Directions
Quote the records below word for word, please, from the very first line through the one that contains "recorded as sent.", and nothing beyond it.

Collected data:
______________________________

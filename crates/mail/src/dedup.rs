//! Optional dedup store consulted before dispatch. If any invoice for a
//! party was already recorded as sent, the whole party is skipped.

use std::path::Path;

use rusqlite::{params, Connection};

use crate::error::DedupError;

pub trait DedupStore {
    /// True if any of the party's invoices was already recorded as sent.
    fn any_sent(&self, party_code: &str, invoice_nos: &[String]) -> Result<bool, DedupError>;

    /// Record one row per invoice number after a successful send.
    fn record_sent(
        &self,
        party_code: &str,
        invoice_nos: &[String],
        sent_at: &str,
    ) -> Result<(), DedupError>;
}

/// Default collaborator: dedup disabled.
pub struct NoopDedup;

impl DedupStore for NoopDedup {
    fn any_sent(&self, _party_code: &str, _invoice_nos: &[String]) -> Result<bool, DedupError> {
        Ok(false)
    }

    fn record_sent(
        &self,
        _party_code: &str,
        _invoice_nos: &[String],
        _sent_at: &str,
    ) -> Result<(), DedupError> {
        Ok(())
    }
}

pub struct SqliteDedup {
    conn: Connection,
}

impl SqliteDedup {
    pub fn open(path: &Path) -> Result<Self, DedupError> {
        let conn = Connection::open(path).map_err(|e| DedupError(e.to_string()))?;
        conn.execute_batch(
            "CREATE TABLE IF NOT EXISTS sent_invoices (
                party_code TEXT NOT NULL,
                invoice_no TEXT NOT NULL,
                sent_at    TEXT NOT NULL
            );
            CREATE INDEX IF NOT EXISTS idx_sent_party ON sent_invoices (party_code);",
        )
        .map_err(|e| DedupError(e.to_string()))?;
        Ok(Self { conn })
    }
}

impl DedupStore for SqliteDedup {
    fn any_sent(&self, party_code: &str, invoice_nos: &[String]) -> Result<bool, DedupError> {
        let mut stmt = self
            .conn
            .prepare("SELECT 1 FROM sent_invoices WHERE party_code = ?1 AND invoice_no = ?2 LIMIT 1")
            .map_err(|e| DedupError(e.to_string()))?;
        for invoice_no in invoice_nos {
            let hit = stmt
                .exists(params![party_code, invoice_no])
                .map_err(|e| DedupError(e.to_string()))?;
            if hit {
                return Ok(true);
            }
        }
        Ok(false)
    }

    fn record_sent(
        &self,
        party_code: &str,
        invoice_nos: &[String],
        sent_at: &str,
    ) -> Result<(), DedupError> {
        let mut stmt = self
            .conn
            .prepare("INSERT INTO sent_invoices (party_code, invoice_no, sent_at) VALUES (?1, ?2, ?3)")
            .map_err(|e| DedupError(e.to_string()))?;
        for invoice_no in invoice_nos {
            stmt.execute(params![party_code, invoice_no, sent_at])
                .map_err(|e| DedupError(e.to_string()))?;
        }
        Ok(())
    }
}
use chrono::NaiveDate;
use serde::Serialize;

/// Absolute amount tolerance, in minor units. One cent regardless of scale.
pub const AMOUNT_TOLERANCE_CENTS: i64 = 1;

/// Format minor units as a decimal string ("1234" -> "12.34").
pub fn format_cents(cents: i64) -> String {
    let sign = if cents < 0 { "-" } else { "" };
    let abs = cents.abs();
    format!("{sign}{}.{:02}", abs / 100, abs % 100)
}

// ---------------------------------------------------------------------------
// Input
// ---------------------------------------------------------------------------

/// Which workbook layout the canonical tables came from. Only the statement
/// renderer branches on this; matching is layout-agnostic.
#[derive(Debug, Clone, Copy, PartialEq, Eq, Serialize)]
#[serde(rename_all = "snake_case")]
pub enum SheetVariant {
    /// Two-sheet "Payment Details" + "Debit Notes" workbook.
    Legacy,
    /// Single-sheet DR/CR ledger workbook.
    Ledger,
}

impl std::fmt::Display for SheetVariant {
    fn fmt(&self, f: &mut std::fmt::Formatter<'_>) -> std::fmt::Result {
        match self {
            Self::Legacy => write!(f, "legacy"),
            Self::Ledger => write!(f, "ledger"),
        }
    }
}

/// One purchase/payment transaction for a party.
///
/// Both `party_code` and `party_name` are populated by normalization no
/// matter which layout the row came from, so the matcher can key on either.
#[derive(Debug, Clone, Serialize)]
pub struct PaymentRow {
    pub party_code: String,
    pub party_name: String,
    pub invoice_no: String,
    pub purchase_date: Option<NaiveDate>,
    pub total_invoice_cents: i64,
    pub debit_cents: i64,
    /// Independently supplied in the legacy layout; total - debit - credit
    /// in the ledger layout.
    pub net_cents: i64,
    /// Credit applied. The ledger layout stores the CR amount here.
    pub bank_payment_cents: i64,
    pub payment_date: Option<NaiveDate>,
    /// Reference into the notes table, legacy layout only.
    pub debit_note_ref: Option<String>,
    pub transaction_type: Option<String>,
    /// Main advice number (ledger layout).
    pub advice_no: Option<String>,
    /// Seller advice number (ledger layout).
    pub seller_advice_no: Option<String>,
}

/// A debit or credit note tied to a party. Positive amount = debit/charge,
/// negative = credit (ledger layout only).
#[derive(Debug, Clone, Serialize)]
pub struct NoteRow {
    pub party_code: String,
    pub party_name: String,
    pub date: Option<NaiveDate>,
    pub reference_no: String,
    pub amount_cents: i64,
}

/// Directory entry mapping a party to its recipients.
#[derive(Debug, Clone, PartialEq, Eq, Serialize)]
pub struct PartyContact {
    pub party_code: String,
    pub party_name: String,
    pub to_emails: Vec<String>,
    /// May be empty; an empty CC list is preserved as empty, never null.
    pub cc_emails: Vec<String>,
}

impl PartyContact {
    /// True if at least one address is neither empty nor a placeholder
    /// ("nan"/"none") left behind by a spreadsheet upload.
    pub fn has_real_address(&self) -> bool {
        self.to_emails.iter().any(|e| {
            let e = e.trim();
            !e.is_empty() && !e.eq_ignore_ascii_case("nan") && !e.eq_ignore_ascii_case("none")
        })
    }
}

// ---------------------------------------------------------------------------
// Match output
// ---------------------------------------------------------------------------

/// A party that passed every consistency gate and is ready to be mailed.
#[derive(Debug, Clone, Serialize)]
pub struct MatchResult {
    pub party_code: String,
    pub party_name: String,
    pub to_emails: Vec<String>,
    pub cc_emails: Vec<String>,
    /// Included payment rows, in sheet order.
    pub payments: Vec<PaymentRow>,
    /// Every note for the party, in sheet order.
    pub notes: Vec<NoteRow>,
}

#[derive(Debug, Clone, PartialEq, Eq, Serialize)]
#[serde(rename_all = "snake_case", tag = "kind")]
pub enum SkipReason {
    NoPayments,
    DebitMismatch {
        payment_debit_cents: i64,
        note_debit_cents: i64,
    },
    AllRowsMatched,
}

/// A directory entry that did not survive matching, with the reason recorded
/// as data. `Display` produces the skip-log line shape.
#[derive(Debug, Clone, PartialEq, Eq, Serialize)]
pub struct PartySkip {
    pub party_code: String,
    pub reason: SkipReason,
}

impl std::fmt::Display for PartySkip {
    fn fmt(&self, f: &mut std::fmt::Formatter<'_>) -> std::fmt::Result {
        match &self.reason {
            SkipReason::NoPayments => write!(
                f,
                "SKIPPED: {} — No payment rows found in payment sheet",
                self.party_code
            ),
            SkipReason::DebitMismatch {
                payment_debit_cents,
                note_debit_cents,
            } => write!(
                f,
                "SKIPPED: {} — Debit amount mismatch: payment sheet {} vs debit notes {}",
                self.party_code,
                format_cents(*payment_debit_cents),
                format_cents(*note_debit_cents)
            ),
            SkipReason::AllRowsMatched => write!(
                f,
                "SKIPPED: {} — All payment rows matched with debit notes correctly",
                self.party_code
            ),
        }
    }
}

/// A payment row excluded by the per-row cross-check: its referenced note
/// exists but carries a different amount. Logged, not a skip.
#[derive(Debug, Clone, PartialEq, Eq, Serialize)]
pub struct RowMismatch {
    pub party_code: String,
    pub note_ref: String,
    pub payment_net_cents: i64,
    pub note_amount_cents: i64,
}

impl std::fmt::Display for RowMismatch {
    fn fmt(&self, f: &mut std::fmt::Formatter<'_>) -> std::fmt::Result {
        write!(
            f,
            "Mismatch DebitNote: {} | Party: {} | Payment Sheet Amount: {} | Debit Sheet Amount: {}",
            self.note_ref,
            self.party_code,
            format_cents(self.payment_net_cents),
            format_cents(self.note_amount_cents)
        )
    }
}

/// A key present in the payment sheet with no usable directory entry.
/// Computed over the full payment set, independent of match outcome.
#[derive(Debug, Clone, PartialEq, Eq, Serialize)]
pub struct MissingContact {
    pub key: String,
    pub payment_rows: usize,
}

#[derive(Debug, Clone, Serialize)]
pub struct MatchReport {
    pub ready: Vec<MatchResult>,
    pub skips: Vec<PartySkip>,
    pub missing_contacts: Vec<MissingContact>,
    pub mismatches: Vec<RowMismatch>,
}

// ---------------------------------------------------------------------------
// Dispatch output
// ---------------------------------------------------------------------------

#[derive(Debug, Clone, PartialEq, Eq, Serialize)]
#[serde(rename_all = "snake_case", tag = "status", content = "detail")]
pub enum DispatchStatus {
    Sent,
    /// Transport error message, captured verbatim.
    Failed(String),
    Skipped(String),
}

/// Outcome of one attempted send. One record per attempted party per run.
#[derive(Debug, Clone, Serialize)]
pub struct DispatchRecord {
    pub party_code: String,
    pub party_name: String,
    pub recipients: Vec<String>,
    pub cc: Vec<String>,
    #[serde(flatten)]
    pub status: DispatchStatus,
    /// RFC 3339 timestamp of the attempt.
    pub sent_at: String,
}

#[cfg(test)]
mod tests {
    use super::*;

    #[test]
    fn format_cents_pads_and_signs() {
        assert_eq!(format_cents(0), "0.00");
        assert_eq!(format_cents(5), "0.05");
        assert_eq!(format_cents(123456), "1234.56");
        assert_eq!(format_cents(-90000), "-900.00");
    }

    #[test]
    fn placeholder_addresses_are_not_real() {
        let mut contact = PartyContact {
            party_code: "P1".into(),
            party_name: "Alpha Corp".into(),
            to_emails: vec!["nan".into(), "".into()],
            cc_emails: vec![],
        };
        assert!(!contact.has_real_address());
        contact.to_emails.push("a@x.com".into());
        assert!(contact.has_real_address());
    }

    #[test]
    fn skip_lines_carry_both_sums() {
        let skip = PartySkip {
            party_code: "P2".into(),
            reason: SkipReason::DebitMismatch {
                payment_debit_cents: 50000,
                note_debit_cents: 40000,
            },
        };
        let line = skip.to_string();
        assert!(line.starts_with("SKIPPED: P2"));
        assert!(line.contains("500.00"));
        assert!(line.contains("400.00"));
    }
}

______________________________

Reply to the task
filename crates/mail/src/dedup.rs
//! Optional dedup store consulted before dispatch. If any invoice for a
//! party was already recorded as sent, the whole party is skipped.

use std::path::Path;

use rusqlite::{params, Connection};

use crate::error::DedupError;

pub trait DedupStore {
    /// True if any of the party's invoices was already recorded as sent.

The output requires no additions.